Immersion leak testing or "dunk testing" is still a popular method of leak detection and it's effective in certain situations. However, it has one massive disadvantage - its very difficult to quantify a leak rate by observing bubbles.

Sometimes we run across somebody who has been dunk tank testing and has a leak specification defined as “x bubbles per minute”. Certainly this is one way to subjectively compare leaks, but it is far from the most accurate and reliable.  What size are the bubbles? What if they were not counted correctly? Add to that the problem of drying parts, possible future corrosion or damage, disposal of contaminated water and the hazard of slipping on spilled water and it’s clear that dunk testing has very limited appeal in today’s modern manufacturing industry.

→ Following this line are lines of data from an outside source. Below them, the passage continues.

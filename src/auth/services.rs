//! User store: credential accounts, password verification and OAuth account linking

use sqlx::SqlitePool;
use thiserror::Error;
use tracing::{debug, error, info, warn};

use super::models::{AuthUser, CredentialsRequest, SignupRequest, User};
use crate::common::{
    generate_account_id, generate_user_id, safe_email_log, ApiError, Validator,
};
use crate::services::OAuthProfile;

/// bcrypt work factor for stored password hashes
pub const PASSWORD_HASH_COST: u32 = 10;

/// Fresh ids tried before an insert gives up on primary-key collisions
const MAX_ID_ATTEMPTS: u32 = 3;

/// Sign-in failures. The messages are shown to the user verbatim.
#[derive(Debug, Error)]
pub enum AuthError {
    #[error("Invalid email or password")]
    InvalidInput,

    #[error("User not found")]
    UserNotFound,

    #[error("Incorrect password")]
    IncorrectPassword,

    #[error("Provider profile has no email address")]
    MissingEmail,

    #[error("Account is linked to another identity for this provider")]
    AccountNotLinked,

    #[error("Password hashing failed: {0}")]
    Hashing(String),

    #[error("Database error: {0}")]
    Database(#[from] sqlx::Error),
}

impl From<AuthError> for ApiError {
    fn from(err: AuthError) -> Self {
        match err {
            AuthError::InvalidInput | AuthError::UserNotFound | AuthError::IncorrectPassword => {
                ApiError::Unauthorized(err.to_string())
            }
            AuthError::MissingEmail => ApiError::BadRequest(err.to_string()),
            AuthError::AccountNotLinked => ApiError::Conflict(err.to_string()),
            AuthError::Hashing(msg) => ApiError::InternalServer(msg),
            AuthError::Database(e) => ApiError::DatabaseError(e),
        }
    }
}

async fn hash_password(password: String) -> Result<String, AuthError> {
    tokio::task::spawn_blocking(move || bcrypt::hash(password, PASSWORD_HASH_COST))
        .await
        .map_err(|e| AuthError::Hashing(e.to_string()))?
        .map_err(|e| AuthError::Hashing(e.to_string()))
}

async fn verify_password(password: String, hash: String) -> Result<bool, AuthError> {
    tokio::task::spawn_blocking(move || bcrypt::verify(password, &hash))
        .await
        .map_err(|e| AuthError::Hashing(e.to_string()))?
        .map_err(|e| AuthError::Hashing(e.to_string()))
}

pub struct UsersService {
    db: SqlitePool,
}

impl UsersService {
    pub fn new(db: SqlitePool) -> Self {
        Self { db }
    }

    pub async fn find_by_email(&self, email: &str) -> Result<Option<User>, sqlx::Error> {
        sqlx::query_as::<_, User>("SELECT * FROM users WHERE email = ?")
            .bind(email)
            .fetch_optional(&self.db)
            .await
    }

    pub async fn find_by_id(&self, id: &str) -> Result<Option<User>, sqlx::Error> {
        sqlx::query_as::<_, User>("SELECT * FROM users WHERE id = ?")
            .bind(id)
            .fetch_optional(&self.db)
            .await
    }

    #[cfg(test)]
    pub async fn accounts_for_user(
        &self,
        user_id: &str,
    ) -> Result<Vec<super::models::Account>, sqlx::Error> {
        sqlx::query_as::<_, super::models::Account>(
            "SELECT * FROM accounts WHERE user_id = ? ORDER BY created_at ASC, provider ASC",
        )
        .bind(user_id)
        .fetch_all(&self.db)
        .await
    }

    /// Creates a credentials user: validates, checks uniqueness, stores a bcrypt hash
    pub async fn create_credentials_user(&self, request: SignupRequest) -> Result<User, ApiError> {
        self.create_credentials_user_with(request, generate_user_id).await
    }

    pub(crate) async fn create_credentials_user_with<F>(
        &self,
        request: SignupRequest,
        mut next_id: F,
    ) -> Result<User, ApiError>
    where
        F: FnMut() -> String + Send,
    {
        let validation_result = request.validate(&request);
        if !validation_result.is_valid {
            debug!(errors = ?validation_result.errors, "Signup validation failed");
            return Err(ApiError::BadRequest("Invalid input".to_string()));
        }

        let SignupRequest { email, password } = request;

        if self
            .find_by_email(&email)
            .await
            .map_err(ApiError::DatabaseError)?
            .is_some()
        {
            info!(email = %safe_email_log(&email), "Signup rejected: user already exists");
            return Err(ApiError::Conflict("User already exists".to_string()));
        }

        let password_hash = hash_password(password).await?;

        let mut attempt = 1;
        let id = loop {
            let id = next_id();
            let inserted =
                sqlx::query("INSERT INTO users (id, email, password_hash) VALUES (?, ?, ?)")
                    .bind(&id)
                    .bind(&email)
                    .bind(&password_hash)
                    .execute(&self.db)
                    .await;

            match inserted {
                Ok(_) => break id,
                Err(e) if is_unique_violation(&e) => {
                    // Either a concurrent signup took the email or the id collided
                    if self
                        .find_by_email(&email)
                        .await
                        .map_err(ApiError::DatabaseError)?
                        .is_some()
                    {
                        return Err(ApiError::Conflict("User already exists".to_string()));
                    }
                    if attempt >= MAX_ID_ATTEMPTS {
                        error!(error = %e, "Giving up after repeated user id collisions");
                        return Err(ApiError::DatabaseError(e));
                    }
                    warn!(user_id = %id, attempt, "User id collision, retrying with a new id");
                    attempt += 1;
                }
                Err(e) => {
                    error!(error = %e, email = %safe_email_log(&email), "Database error inserting new user");
                    return Err(ApiError::DatabaseError(e));
                }
            }
        };

        info!(user_id = %id, email = %safe_email_log(&email), "New credentials user created");

        self.find_by_id(&id)
            .await
            .map_err(ApiError::DatabaseError)?
            .ok_or_else(|| ApiError::InternalServer("created user not found".to_string()))
    }

    /// Credential verification for email + password sign-in
    pub async fn authorize_credentials(
        &self,
        request: &CredentialsRequest,
    ) -> Result<AuthUser, AuthError> {
        if !request.validate(request).is_valid {
            return Err(AuthError::InvalidInput);
        }

        // OAuth-only users have no password hash and cannot use credentials
        let Some(mut user) = self.find_by_email(&request.email).await? else {
            warn!(email = %safe_email_log(&request.email), "Credentials sign-in: user not found");
            return Err(AuthError::UserNotFound);
        };
        let Some(hash) = user.password_hash.take().filter(|h| !h.is_empty()) else {
            warn!(user_id = %user.id, "Credentials sign-in: account has no password");
            return Err(AuthError::UserNotFound);
        };

        if !verify_password(request.password.clone(), hash).await? {
            warn!(user_id = %user.id, "Credentials sign-in: incorrect password");
            return Err(AuthError::IncorrectPassword);
        }

        debug!(user_id = %user.id, "Credentials verified");
        Ok(AuthUser::from(user))
    }

    /// Sign-in callback for OAuth providers.
    ///
    /// Creates the user on first sign-in, links the provider account otherwise,
    /// and returns the user that owns the provider identity. Runs in one
    /// transaction; the unique constraints on `users.email` and
    /// `accounts(provider, provider_account_id)` make concurrent first sign-ins
    /// converge on a single user and a single account. A user row created here
    /// is rolled back when the identity turns out to belong to someone else.
    pub async fn link_oauth_account(&self, profile: &OAuthProfile) -> Result<AuthUser, AuthError> {
        self.link_oauth_account_with(profile, generate_user_id, generate_account_id)
            .await
    }

    pub(crate) async fn link_oauth_account_with<U, A>(
        &self,
        profile: &OAuthProfile,
        mut next_user_id: U,
        mut next_account_id: A,
    ) -> Result<AuthUser, AuthError>
    where
        U: FnMut() -> String + Send,
        A: FnMut() -> String + Send,
    {
        let email = profile
            .email
            .as_deref()
            .filter(|e| !e.is_empty())
            .ok_or(AuthError::MissingEmail)?;
        let provider = profile.provider.as_str();

        let mut tx = self.db.begin().await?;

        // A conflict on the email is absorbed; one on the id is retried
        let mut attempt = 1;
        let created = loop {
            let inserted = sqlx::query(
                "INSERT INTO users (id, email, name, image) VALUES (?, ?, ?, ?) ON CONFLICT(email) DO NOTHING",
            )
            .bind(next_user_id())
            .bind(email)
            .bind(profile.name.as_deref().unwrap_or(""))
            .bind(profile.image.as_deref().unwrap_or(""))
            .execute(&mut *tx)
            .await;

            match inserted {
                Ok(result) => break result.rows_affected() > 0,
                Err(e) if is_unique_violation(&e) && attempt < MAX_ID_ATTEMPTS => {
                    warn!(attempt, "User id collision during OAuth sign-in, retrying");
                    attempt += 1;
                }
                Err(e) => return Err(e.into()),
            }
        };

        let user = sqlx::query_as::<_, User>("SELECT * FROM users WHERE email = ?")
            .bind(email)
            .fetch_one(&mut *tx)
            .await?;

        let mut attempt = 1;
        let linked = loop {
            let inserted = sqlx::query(
                r#"
                INSERT INTO accounts (id, user_id, provider, provider_account_id, provider_type)
                VALUES (?, ?, ?, ?, 'oauth')
                ON CONFLICT(provider, provider_account_id) DO NOTHING
                ON CONFLICT(user_id, provider) DO NOTHING
                "#,
            )
            .bind(next_account_id())
            .bind(&user.id)
            .bind(provider)
            .bind(&profile.provider_account_id)
            .execute(&mut *tx)
            .await;

            match inserted {
                Ok(result) => break result.rows_affected() > 0,
                Err(e) if is_unique_violation(&e) && attempt < MAX_ID_ATTEMPTS => {
                    warn!(attempt, "Account id collision during OAuth sign-in, retrying");
                    attempt += 1;
                }
                Err(e) => return Err(e.into()),
            }
        };

        let owner = sqlx::query_as::<_, User>(
            r#"
            SELECT u.* FROM users u
            JOIN accounts a ON a.user_id = u.id
            WHERE a.provider = ? AND a.provider_account_id = ?
            "#,
        )
        .bind(provider)
        .bind(&profile.provider_account_id)
        .fetch_optional(&mut *tx)
        .await?;

        let owned_by_user = owner.as_ref().is_some_and(|o| o.id == user.id);
        if created && !owned_by_user {
            tx.rollback().await?;
            debug!(
                email = %safe_email_log(email),
                provider = %provider,
                "Discarded new user: provider identity belongs to another user"
            );
        } else {
            tx.commit().await?;
        }

        match owner {
            Some(owner) => {
                if created && owned_by_user {
                    info!(
                        user_id = %owner.id,
                        email = %safe_email_log(email),
                        provider = %provider,
                        "Creating new user account via OAuth"
                    );
                } else if linked {
                    info!(
                        user_id = %owner.id,
                        provider = %provider,
                        "Linked OAuth account to existing user"
                    );
                }
                Ok(AuthUser::from(owner))
            }
            None => {
                warn!(
                    user_id = %user.id,
                    provider = %provider,
                    "User already has a different account for this provider"
                );
                Err(AuthError::AccountNotLinked)
            }
        }
    }
}

fn is_unique_violation(err: &sqlx::Error) -> bool {
    matches!(err, sqlx::Error::Database(db_err) if db_err.is_unique_violation())
}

Pressure decay leak testers use a pressure sensor to measure a  change in pressure and the process of converting that pressure change to quantify a leak rate is not always straightforward. Users need  to know the volume of the part and then, if possible, program that value into the leak tester so that the instrument can perform the calculation to convert pressure change over time to a volumetric leak rate.

One way around the procedure is to use a mass flow tester – volume is not important to this type of tester, it simply displays a flow rate in the user’s selected engineering units.

Uson’s application note  Quantified Leak Rate Using Mass Flow AN-9 describes how the Sprint iQ leak tester can be used in this manner. Other models such as Qualitek mR, Optima vT and Vector can also perform the mass flow test described.